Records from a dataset
Content starts
// SPDX-License-Identifier: MIT
// Copyright 2026 Roland Dreier <roland@rolandd.dev>

//! Namespaced key-value settings store with typed accessors.
//!
//! Provides:
//! - The `SettingsStore` trait (get/set/save) that hosts implement
//! - A JSON-file-backed implementation, usable purely in memory for tests
//! - `Settings`, a typed view that parses credentials, endpoints, mapping
//!   tables and the cached token out of the raw store

use crate::db::{keys, namespaces, StoreError};
use crate::models::field_value::is_truthy;
use crate::models::{
    ApiSettings, CachedToken, Credentials, Endpoints, Environment, SubscriptionSettings,
    UserMapping, WebformMapping,
};
use chrono::DateTime;
use serde_json::{Map, Value};
use std::collections::BTreeMap;
use std::path::{Path, PathBuf};
use std::sync::{Arc, PoisonError, RwLock};
use validator::Validate;

/// Namespaced key-value settings.
pub trait SettingsStore: Send + Sync {
    fn get(&self, namespace: &str, key: &str) -> Option<Value>;
    fn set(&self, namespace: &str, key: &str, value: Value);
    /// Keys present in a namespace.
    fn keys(&self, namespace: &str) -> Vec<String>;
    /// Persist pending `set` calls.
    fn save(&self) -> Result<(), StoreError>;
}

type Namespaces = BTreeMap<String, Map<String, Value>>;

/// Settings kept in memory and optionally persisted to a JSON file.
///
/// The file holds one object per namespace:
/// `{"sfmc_connector.api.settings": {"client_id": "..."}, ...}`
pub struct JsonSettingsStore {
    path: Option<PathBuf>,
    data: RwLock<Namespaces>,
}

impl JsonSettingsStore {
    /// Empty store that never touches disk.
    pub fn in_memory() -> Self {
        Self {
            path: None,
            data: RwLock::new(Namespaces::new()),
        }
    }

    /// In-memory store seeded from a JSON object of namespaces.
    pub fn from_value(value: Value) -> Result<Self, StoreError> {
        Ok(Self {
            path: None,
            data: RwLock::new(serde_json::from_value(value)?),
        })
    }

    /// Open a file-backed store. A missing file starts empty.
    pub fn open(path: impl AsRef<Path>) -> Result<Self, StoreError> {
        let path = path.as_ref().to_path_buf();
        let data = if path.exists() {
            let raw = std::fs::read_to_string(&path)?;
            serde_json::from_str(&raw)?
        } else {
            tracing::info!(path = %path.display(), "Settings file not found, starting empty");
            Namespaces::new()
        };

        Ok(Self {
            path: Some(path),
            data: RwLock::new(data),
        })
    }
}

impl SettingsStore for JsonSettingsStore {
    fn get(&self, namespace: &str, key: &str) -> Option<Value> {
        let data = self.data.read().unwrap_or_else(PoisonError::into_inner);
        data.get(namespace).and_then(|ns| ns.get(key)).cloned()
    }

    fn set(&self, namespace: &str, key: &str, value: Value) {
        let mut data = self.data.write().unwrap_or_else(PoisonError::into_inner);
        data.entry(namespace.to_string())
            .or_default()
            .insert(key.to_string(), value);
    }

    fn keys(&self, namespace: &str) -> Vec<String> {
        let data = self.data.read().unwrap_or_else(PoisonError::into_inner);
        data.get(namespace)
            .map(|ns| ns.keys().cloned().collect())
            .unwrap_or_default()
    }

    fn save(&self) -> Result<(), StoreError> {
        let Some(path) = &self.path else {
            return Ok(());
        };

        let serialized = {
            let data = self.data.read().unwrap_or_else(PoisonError::into_inner);
            serde_json::to_string_pretty(&*data)?
        };

        // Atomic replace via rename.
        let tmp = path.with_extension("json.tmp");
        std::fs::write(&tmp, serialized)?;
        std::fs::rename(&tmp, path)?;
        Ok(())
    }
}

/// Typed view over a `SettingsStore`.
#[derive(Clone)]
pub struct Settings {
    store: Arc<dyn SettingsStore>,
}

impl Settings {
    pub fn new(store: Arc<dyn SettingsStore>) -> Self {
        Self { store }
    }

    pub fn store(&self) -> &Arc<dyn SettingsStore> {
        &self.store
    }

    // ─── Raw value helpers ───────────────────────────────────────

    fn optional_string(&self, namespace: &str, key: &str) -> Option<String> {
        match self.store.get(namespace, key)? {
            Value::Null => None,
            Value::String(s) => Some(s),
            other => Some(other.to_string()),
        }
    }

    fn required_string(
        &self,
        namespace: &'static str,
        key: &'static str,
    ) -> Result<String, StoreError> {
        self.optional_string(namespace, key)
            .ok_or(StoreError::Missing { namespace, key })
    }

    fn flag(&self, namespace: &str, key: &str) -> bool {
        self.store
            .get(namespace, key)
            .is_some_and(|v| is_truthy(&v))
    }

    // ─── API settings ────────────────────────────────────────────

    /// Credentials, auth endpoints and environment flags.
    pub fn api(&self) -> Result<ApiSettings, StoreError> {
        let ns = namespaces::API;
        let settings = ApiSettings {
            credentials: Credentials {
                grant_type: self.required_string(ns, keys::api::GRANT_TYPE)?,
                client_id: self.required_string(ns, keys::api::CLIENT_ID)?,
                client_secret: self.required_string(ns, keys::api::CLIENT_SECRET)?,
                scope: self.required_string(ns, keys::api::SCOPE)?,
                account_id: self.required_string(ns, keys::api::ACCOUNT_ID)?,
            },
            auth_endpoints: Endpoints {
                developer: self.required_string(ns, keys::api::AUTH_DEVELOPER_ENDPOINT)?,
                production: self.required_string(ns, keys::api::AUTH_PRODUCTION_ENDPOINT)?,
            },
            is_prod: self.flag(ns, keys::api::IS_PROD),
            api_debugger: self.flag(ns, keys::api::API_DEBUGGER),
        };

        settings.validate().map_err(|e| StoreError::Invalid {
            key: ns.to_string(),
            reason: e.to_string(),
        })?;
        Ok(settings)
    }

    // ─── Subscription settings ───────────────────────────────────

    pub fn subscription(&self) -> Result<SubscriptionSettings, StoreError> {
        let ns = namespaces::SUBSCRIPTION;
        let settings = SubscriptionSettings {
            source_id: self.required_string(ns, keys::subscription::SOURCE_ID)?,
            subscription_id: self.required_string(ns, keys::subscription::SUBSCRIPTION_ID)?,
            endpoints: Endpoints {
                developer: self.required_string(ns, keys::subscription::SUB_DEVELOPER_ENDPOINT)?,
                production: self
                    .required_string(ns, keys::subscription::SUB_PRODUCTION_ENDPOINT)?,
            },
        };

        settings.validate().map_err(|e| StoreError::Invalid {
            key: ns.to_string(),
            reason: e.to_string(),
        })?;
        Ok(settings)
    }

    // ─── Mapping tables ──────────────────────────────────────────

    /// User field mapping. Absent settings mean "disabled".
    pub fn user_mapping(&self) -> Result<UserMapping, StoreError> {
        let ns = namespaces::USER_MAPPING;
        let fields = match self.store.get(ns, keys::user_mapping::FIELDS) {
            Some(raw) => serde_json::from_value(raw).map_err(|e| StoreError::Invalid {
                key: format!("{}.{}", ns, keys::user_mapping::FIELDS),
                reason: e.to_string(),
            })?,
            None => Vec::new(),
        };

        Ok(UserMapping {
            enabled: self.flag(ns, keys::user_mapping::ENABLED),
            subscription_id: self.optional_string(ns, keys::user_mapping::SUBSCRIPTION_ID),
            fields,
        })
    }

    /// Mapping for one webform, `None` when the form was never configured.
    pub fn webform_mapping(&self, webform_id: &str) -> Result<Option<WebformMapping>, StoreError> {
        let ns = namespaces::WEBFORM_MAPPING;
        let Some(raw) = self.store.get(ns, webform_id) else {
            return Ok(None);
        };

        serde_json::from_value(raw)
            .map(Some)
            .map_err(|e| StoreError::Invalid {
                key: format!("{}.{}", ns, webform_id),
                reason: e.to_string(),
            })
    }

    /// Ids of every configured webform mapping.
    pub fn webform_ids(&self) -> Vec<String> {
        self.store.keys(namespaces::WEBFORM_MAPPING)
    }

    /// Check enabled webform mappings for the required roles.
    ///
    /// Returns one `(webform_id, reason)` entry per invalid mapping.
    pub fn validate_webform_mappings(&self) -> Vec<(String, String)> {
        self.webform_ids()
            .into_iter()
            .filter_map(|id| match self.webform_mapping(&id) {
                Ok(Some(mapping)) => mapping.validate().err().map(|e| (id, e.to_string())),
                Ok(None) => None,
                Err(e) => Some((id, e.to_string())),
            })
            .collect()
    }

    // ─── Cached token ────────────────────────────────────────────

    /// The persisted token, if all of its parts are present.
    pub fn cached_token(&self) -> Option<CachedToken> {
        let ns = namespaces::API;
        let token = self
            .optional_string(ns, keys::api::CURRENT_ACCESS_TOKEN)
            .filter(|t| !t.is_empty())?;
        let issued_at = self
            .store
            .get(ns, keys::api::LAST_GENERATED_TOKEN_TIME)
            .and_then(|v| as_u64(&v))
            .and_then(|secs| i64::try_from(secs).ok())
            .and_then(|secs| DateTime::from_timestamp(secs, 0))?;
        let ttl_seconds = self
            .store
            .get(ns, keys::api::TOKEN_EXPIRY_TIME)
            .and_then(|v| as_u64(&v))?;
        // Tokens written before environments were tracked belong to whichever
        // environment is active now.
        let environment = self
            .store
            .get(ns, keys::api::TOKEN_ENVIRONMENT)
            .and_then(|v| serde_json::from_value::<Environment>(v).ok())
            .unwrap_or_else(|| Environment::from_is_prod(self.flag(ns, keys::api::IS_PROD)));

        Some(CachedToken {
            token,
            issued_at,
            ttl_seconds,
            environment,
        })
    }

    /// Overwrite the persisted token and save.
    pub fn store_token(&self, token: &CachedToken) -> Result<(), StoreError> {
        let ns = namespaces::API;
        self.store.set(
            ns,
            keys::api::CURRENT_ACCESS_TOKEN,
            Value::String(token.token.clone()),
        );
        self.store.set(
            ns,
            keys::api::LAST_GENERATED_TOKEN_TIME,
            Value::from(token.issued_at.timestamp()),
        );
        self.store.set(
            ns,
            keys::api::TOKEN_EXPIRY_TIME,
            Value::from(token.ttl_seconds),
        );
        self.store.set(
            ns,
            keys::api::TOKEN_ENVIRONMENT,
            Value::String(token.environment.as_str().to_string()),
        );
        self.store.save()
    }
}

/// Read a non-negative integer stored either as a number or a numeric string.
pub(crate) fn as_u64(value: &Value) -> Option<u64> {
    match value {
        Value::Number(n) => n.as_u64(),
        Value::String(s) => s.trim().parse().ok(),
        _ => None,
    }
}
Content ends
WHAT IS BEING ASKED
Filter the records down to the lines that contain the string "CachedToken", and copy those lines.

OUTPUT FOR THIS EXERCISE
    ApiSettings, CachedToken, Credentials, Endpoints, Environment, SubscriptionSettings,
    pub fn cached_token(&self) -> Option<CachedToken> {
        Some(CachedToken {
    pub fn store_token(&self, token: &CachedToken) -> Result<(), StoreError> {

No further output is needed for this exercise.